With the current cost of stamps and postal inefficiencies, the thank you note is now the least effective, most expensive way to send you my gratitude and as such is antithetical to the spirit of the custom.

“But we’ve always sent thank you notes!” you’ll cry. Yeah, and we used to perform surgery without washing our hands first. It’s as archaic as the man juggling an armful of packages, racing to open a door for a woman who is only holding a purse.

This appeal doesn’t stem from rudeness or laziness. This is a plea that we abandon the robotic “Thank you for the new toaster. I’ll think of you every time I eat a Pop-Tart,” that was clearly scrawled under duress as our mothers loomed threateningly over our shoulders.

And when that dutiful card is delivered? The recipient, feeling vaguely guilty for the unwritten notes in their own delinquent past, wonders how long he must retain the card even while keeping a mental tally of who hasn’t sent one and resolving not to ever send those ingrates anything again. This is only exacerbated by the nagging suspicion that he should send a thank you note for the thank you note, which is an entirely new level of crazy.

This is Weaponized Etiquette folks, and it’s getting perverted into score-keeping and one-upsmanship and infinite recursive gratitude loops, and that is not cool.

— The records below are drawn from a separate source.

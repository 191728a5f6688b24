use std::sync::atomic::{AtomicBool, Ordering};
use std::sync::Arc;
use std::thread::{self, JoinHandle};
use std::time::Duration;

/// Shared cancellation flag for a reveal run.
pub type CancelSignal = Arc<AtomicBool>;

/// Default spacing between chunk emissions.
pub const DEFAULT_REVEAL_INTERVAL: Duration = Duration::from_millis(30);

/// Progress event for one reveal run.
#[derive(Debug, Clone, PartialEq, Eq)]
pub enum RevealEvent {
    /// Cumulative text revealed so far.
    Chunk { text: String },
    /// Terminal signal carrying the full text. Never emitted for a
    /// cancelled run.
    Completed { text: String },
}

/// Chunking strategy for a reveal run.
#[derive(Debug, Clone, Copy, PartialEq, Eq, Default)]
pub enum Granularity {
    /// Split after each line terminator; a single-line string is one
    /// chunk.
    #[default]
    Lines,
    /// Emit the whole text as one chunk.
    Whole,
}

/// Splits `text` into reveal chunks for `granularity`.
#[must_use]
pub fn split_chunks(text: &str, granularity: Granularity) -> Vec<String> {
    if text.is_empty() {
        return Vec::new();
    }

    match granularity {
        Granularity::Lines => text.split_inclusive('\n').map(ToString::to_string).collect(),
        Granularity::Whole => vec![text.to_string()],
    }
}

/// Handle for an in-flight reveal run. Dropping the handle detaches the
/// worker without cancelling it.
pub struct RevealHandle {
    cancel: CancelSignal,
    join: Option<JoinHandle<()>>,
}

impl RevealHandle {
    /// Stops the run. Once the worker observes the flag, no further
    /// chunk or completion events are emitted.
    pub fn cancel(&self) {
        self.cancel.store(true, Ordering::SeqCst);
    }

    #[must_use]
    pub fn cancel_signal(&self) -> CancelSignal {
        Arc::clone(&self.cancel)
    }

    /// Waits for the worker to exit.
    pub fn join(mut self) {
        if let Some(join) = self.join.take() {
            let _ = join.join();
        }
    }
}

/// Reveals `full_text` incrementally on a worker thread.
///
/// Each emission is the cumulative string up to and including the next
/// chunk, spaced by `interval`; a final `Completed` event carries the
/// full text. Empty input completes immediately with no chunks. The
/// cancel flag is checked before every sleep and every emission.
pub fn reveal<F>(
    full_text: String,
    granularity: Granularity,
    interval: Duration,
    mut emit: F,
) -> Result<RevealHandle, String>
where
    F: FnMut(RevealEvent) + Send + 'static,
{
    let cancel: CancelSignal = Arc::new(AtomicBool::new(false));
    let worker_cancel = Arc::clone(&cancel);

    let join = thread::Builder::new()
        .name("reveal-scheduler".to_string())
        .spawn(move || {
            let chunks = split_chunks(&full_text, granularity);
            let mut revealed = String::new();

            for chunk in chunks {
                if worker_cancel.load(Ordering::SeqCst) {
                    return;
                }
                thread::sleep(interval);
                if worker_cancel.load(Ordering::SeqCst) {
                    return;
                }

                revealed.push_str(&chunk);
                emit(RevealEvent::Chunk {
                    text: revealed.clone(),
                });
            }

            if worker_cancel.load(Ordering::SeqCst) {
                return;
            }
            emit(RevealEvent::Completed { text: full_text });
        })
        .map_err(|error| format!("Failed to spawn reveal worker: {error}"))?;

    Ok(RevealHandle {
        cancel,
        join: Some(join),
    })
}
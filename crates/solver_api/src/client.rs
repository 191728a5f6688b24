use std::future::Future;
use std::sync::{atomic::AtomicBool, atomic::Ordering, Arc};
use std::time::Duration;

use futures_util::StreamExt;
use reqwest::Client;

use crate::config::SolverApiConfig;
use crate::error::{parse_error_message, SolverApiError};
use crate::ndjson::{NdjsonStreamParser, StreamEvent};
use crate::payload::{FeedbackAck, FeedbackRequest, HealthStatus, SolveRequest, SolveResponse};
use crate::url::{feedback_url, health_url, solve_stream_url, solve_url};

/// Optional cancellation signal shared across request and stream loops.
pub type CancellationSignal = Arc<AtomicBool>;

const CANCEL_POLL_INTERVAL: Duration = Duration::from_millis(25);

#[derive(Debug)]
pub struct SolverApiClient {
    http: Client,
    config: SolverApiConfig,
}

/// Collected outcome of one streaming solve call.
#[derive(Debug, Clone, PartialEq, Eq)]
pub struct StreamOutcome {
    pub events: Vec<StreamEvent>,
    /// True when the service emitted its `done` frame before closing.
    pub done: bool,
}

impl SolverApiClient {
    pub fn new(config: SolverApiConfig) -> Result<Self, SolverApiError> {
        let mut builder = Client::builder();
        if let Some(timeout) = config.timeout {
            builder = builder.timeout(timeout);
        }
        if let Some(user_agent) = config.user_agent.as_deref() {
            builder = builder.user_agent(user_agent.to_string());
        }

        let http = builder.build().map_err(SolverApiError::from)?;
        Ok(Self { http, config })
    }

    #[must_use]
    pub fn config(&self) -> &SolverApiConfig {
        &self.config
    }

    /// Submits one question and awaits the whole structured response.
    ///
    /// Single request per call; failures surface immediately because a
    /// re-asked question is not assumed safe without server-side
    /// idempotency.
    pub async fn solve(
        &self,
        question: &str,
        cancellation: Option<&CancellationSignal>,
    ) -> Result<SolveResponse, SolverApiError> {
        let request = self
            .http
            .post(solve_url(&self.config.base_url))
            .json(&SolveRequest::new(question));
        let response = self.send_checked(request, cancellation).await?;

        let body = await_or_cancel(response.text(), cancellation)
            .await?
            .map_err(SolverApiError::from)?;
        serde_json::from_str::<SolveResponse>(&body)
            .map_err(|error| SolverApiError::MalformedResponse(error.to_string()))
    }

    /// Streams one question as newline-delimited JSON events.
    ///
    /// Returns true when the service emitted its `done` frame before the
    /// stream closed. An `error` frame aborts the call with
    /// `SolverApiError::Stream`.
    pub async fn solve_stream_with_handler<F>(
        &self,
        question: &str,
        cancellation: Option<&CancellationSignal>,
        mut on_event: F,
    ) -> Result<bool, SolverApiError>
    where
        F: FnMut(StreamEvent),
    {
        let request = self
            .http
            .post(solve_stream_url(&self.config.base_url))
            .json(&SolveRequest::streaming(question));
        let response = self.send_checked(request, cancellation).await?;

        let mut bytes = response.bytes_stream();
        let mut parser = NdjsonStreamParser::default();
        let mut done = false;

        loop {
            let Some(chunk) = await_or_cancel(bytes.next(), cancellation).await? else {
                break;
            };
            if is_cancelled(cancellation) {
                return Err(SolverApiError::Cancelled);
            }
            let chunk = chunk.map_err(SolverApiError::from)?;
            for event in parser.feed(&chunk) {
                if let StreamEvent::Error(message) = &event {
                    return Err(SolverApiError::Stream(message.clone()));
                }
                if matches!(event, StreamEvent::Done) {
                    done = true;
                }
                on_event(event);
            }
        }

        if is_cancelled(cancellation) {
            return Err(SolverApiError::Cancelled);
        }

        Ok(done)
    }

    pub async fn solve_stream(
        &self,
        question: &str,
        cancellation: Option<&CancellationSignal>,
    ) -> Result<StreamOutcome, SolverApiError> {
        let mut events = Vec::new();
        let done = self
            .solve_stream_with_handler(question, cancellation, |event| {
                events.push(event);
            })
            .await?;

        Ok(StreamOutcome { events, done })
    }

    /// Submits a rating for one answered question. The acknowledgement
    /// body is decoded leniently and never fails the call.
    pub async fn send_feedback(
        &self,
        feedback: &FeedbackRequest,
        cancellation: Option<&CancellationSignal>,
    ) -> Result<FeedbackAck, SolverApiError> {
        let request = self
            .http
            .post(feedback_url(&self.config.base_url))
            .json(feedback);
        let response = self.send_checked(request, cancellation).await?;

        let body = await_or_cancel(response.text(), cancellation)
            .await?
            .map_err(SolverApiError::from)?;
        Ok(serde_json::from_str::<FeedbackAck>(&body).unwrap_or_default())
    }

    /// Probes service liveness.
    pub async fn health(&self) -> Result<HealthStatus, SolverApiError> {
        let request = self.http.get(health_url(&self.config.base_url));
        let response = self.send_checked(request, None).await?;

        response
            .json::<HealthStatus>()
            .await
            .map_err(SolverApiError::from)
    }

    async fn send_checked(
        &self,
        request: reqwest::RequestBuilder,
        cancellation: Option<&CancellationSignal>,
    ) -> Result<reqwest::Response, SolverApiError> {
        if is_cancelled(cancellation) {
            return Err(SolverApiError::Cancelled);
        }

        let response = await_or_cancel(request.send(), cancellation)
            .await?
            .map_err(SolverApiError::from)?;
        let status = response.status();
        if status.is_success() {
            return Ok(response);
        }

        let body = await_or_cancel(response.text(), cancellation)
            .await?
            .unwrap_or_default();
        Err(SolverApiError::Status(
            status,
            parse_error_message(status, &body),
        ))
    }
}

fn is_cancelled(cancellation: Option<&CancellationSignal>) -> bool {
    cancellation.is_some_and(|token| token.load(Ordering::Acquire))
}

async fn await_or_cancel<F>(
    future: F,
    cancellation: Option<&CancellationSignal>,
) -> Result<F::Output, SolverApiError>
where
    F: Future,
{
    if cancellation.is_none() {
        return Ok(future.await);
    }

    let mut future = Box::pin(future);

    loop {
        if is_cancelled(cancellation) {
            return Err(SolverApiError::Cancelled);
        }

        if let Ok(output) = tokio::time::timeout(CANCEL_POLL_INTERVAL, &mut future).await {
            if is_cancelled(cancellation) {
                return Err(SolverApiError::Cancelled);
            }
            return Ok(output);
        }
    }
}
//! Conversational client engine for a remote math solving service.
//!
//! ## Solver bootstrap
//!
//! The binary selects its backend through `MATH_CHAT_SOLVER`:
//!
//! - `http` (default) talks to the remote service. `MATH_CHAT_BASE_URL`
//!   overrides the `http://localhost:8000` base and
//!   `MATH_CHAT_TIMEOUT_SEC` bounds each request.
//! - `mock` answers deterministically without a network.
//!
//! ## Session contract
//!
//! The engine owns the ordered message history and enforces at most one
//! in-flight question. Each exchange appends the user message, resolves
//! the question through the solver backend, replays the cleaned answer
//! through the incremental reveal scheduler, and commits the final agent
//! message. `start_new_chat` bumps a generation counter; asynchronous
//! results carrying a stale generation are discarded, never applied.
//! Committed history is snapshotted to the chat store after every
//! mutation; the transient reveal buffer and per-answer feedback stay
//! outside the committed sequence.

pub mod answer;
pub mod commands;
pub mod reveal;
pub mod runtime;
pub mod session;
pub mod solver;
pub mod view;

Since contacting you in person would be more than a little stalkerish and certainly frowned upon, I’m sending out my universal thanks to everyone who wrote to me this year, even if only to send um, constructive criticism. Every time you criticize a writer she gets another column idea, and ideas are what columnists ask for when they wish on a star.

It’s just what I always wanted! I’ll think of you every time I write about a Pop-Tart!